▶ [WHAT YOU NEED TO DO]: Each line of the records containing "Level" is to be copied out and returned.

[STORED DATA — start]

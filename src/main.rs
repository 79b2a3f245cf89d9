mod ui;

use crate::ui::{App, StatusType, Theme};
use anyhow::{Context, Result};
use clap::{Parser, ValueEnum};
use crossterm::{
    event::{self, Event, KeyCode, KeyEventKind, KeyModifiers},
    execute,
    terminal::{disable_raw_mode, enable_raw_mode, EnterAlternateScreen, LeaveAlternateScreen},
};
use ratatui::{backend::CrosstermBackend, Terminal};
use snapedit::{EditorConfig, Platform, Session};
use std::fs::OpenOptions;
use std::io;
use std::path::{Path, PathBuf};
use std::sync::Mutex;
use tracing::{info, warn, Level};

/// A terminal text editor with smart indentation, list continuation and
/// word-merging undo history
#[derive(Parser)]
#[command(version, about)]
struct Cli {
    /// File to edit (created on first save)
    file: Option<PathBuf>,

    /// Config file (defaults to the user config directory)
    #[arg(long)]
    config: Option<PathBuf>,

    /// Where the undo history is kept between runs
    #[arg(long)]
    session: Option<PathBuf>,

    /// Neither restore nor save the undo history
    #[arg(long, conflicts_with = "session")]
    no_session: bool,

    /// Write debug logs to this file
    #[arg(long)]
    log: Option<PathBuf>,

    /// Keybinding flavor, overriding the config file
    #[arg(long, value_enum)]
    platform: Option<PlatformArg>,

    /// Use the light color theme
    #[arg(long)]
    light: bool,
}

#[derive(Clone, Copy, ValueEnum)]
enum PlatformArg {
    Host,
    Mac,
    Windows,
    Other,
}

impl From<PlatformArg> for Platform {
    fn from(arg: PlatformArg) -> Self {
        match arg {
            PlatformArg::Host => Platform::host(),
            PlatformArg::Mac => Platform::MacLike,
            PlatformArg::Windows => Platform::Windows,
            PlatformArg::Other => Platform::Other,
        }
    }
}

fn main() -> Result<()> {
    // Parse CLI args (before entering raw mode so --help / errors print normally)
    let cli = Cli::parse();

    // Logs go to a file only; stdout belongs to the terminal UI
    if let Some(path) = &cli.log {
        init_logging(path)?;
    }

    let config_path = cli.config.clone().unwrap_or_else(EditorConfig::default_path);
    let mut config = EditorConfig::load_or_default(&config_path)?;
    if let Some(platform) = cli.platform {
        config.platform = platform.into();
    }

    let text = match &cli.file {
        Some(path) if path.exists() => std::fs::read_to_string(path)
            .with_context(|| format!("Failed to read {}", path.display()))?,
        _ => String::new(),
    };

    let session_path = if cli.no_session {
        None
    } else {
        Some(cli.session.clone().unwrap_or_else(Session::default_path))
    };
    let theme = if cli.light { Theme::light() } else { Theme::dark() };

    let mut app = App::new(&text, config, cli.file.clone(), session_path, theme)?;
    if let Err(err) = app.restore_session() {
        warn!("session not restored: {err:#}");
        app.set_status(format!("Session not restored: {err:#}"), StatusType::Warning);
    }
    info!(
        file = ?cli.file,
        platform = app.engine.config().platform.label(),
        "starting editor"
    );

    // Setup terminal
    enable_raw_mode()?;
    let mut stdout = io::stdout();
    execute!(stdout, EnterAlternateScreen)?;
    let backend = CrosstermBackend::new(stdout);
    let mut terminal = Terminal::new(backend)?;

    // Run the app
    let res = run_app(&mut terminal, &mut app);

    // Restore terminal
    disable_raw_mode()?;
    execute!(terminal.backend_mut(), LeaveAlternateScreen)?;
    terminal.show_cursor()?;

    if let Err(err) = app.save_session() {
        eprintln!("Warning: undo history not saved: {err:#}");
    }

    if let Err(err) = res {
        eprintln!("Error: {err:?}");
    }

    Ok(())
}

fn init_logging(path: &Path) -> Result<()> {
    if let Some(parent) = path.parent() {
        std::fs::create_dir_all(parent)?;
    }
    let file = OpenOptions::new()
        .create(true)
        .append(true)
        .open(path)
        .with_context(|| format!("Failed to open log file {}", path.display()))?;

    tracing_subscriber::fmt()
        .with_writer(Mutex::new(file))
        .with_ansi(false)
        .with_max_level(Level::DEBUG)
        .init();
    Ok(())
}

fn run_app(terminal: &mut Terminal<CrosstermBackend<io::Stdout>>, app: &mut App) -> Result<()> {
    loop {
        let height = terminal.size()?.height;
        app.view.ensure_cursor_visible(ui::editor_rows(height));
        terminal.draw(|f| ui::draw(f, app))?;

        if event::poll(std::time::Duration::from_millis(100))? {
            if let Event::Key(key) = event::read()? {
                // Only handle key press events (ignore release/repeat)
                if key.kind != KeyEventKind::Press {
                    continue;
                }

                // Global quit: Ctrl+Q
                if key.code == KeyCode::Char('q') && key.modifiers.contains(KeyModifiers::CONTROL) {
                    return Ok(());
                }

                app.handle_input(key)?;
            }
        }
    }
}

[STORED DATA — finish]

▶ [RESULT FOR THIS TASK]:
use tracing::{info, warn, Level};
        .with_max_level(Level::DEBUG)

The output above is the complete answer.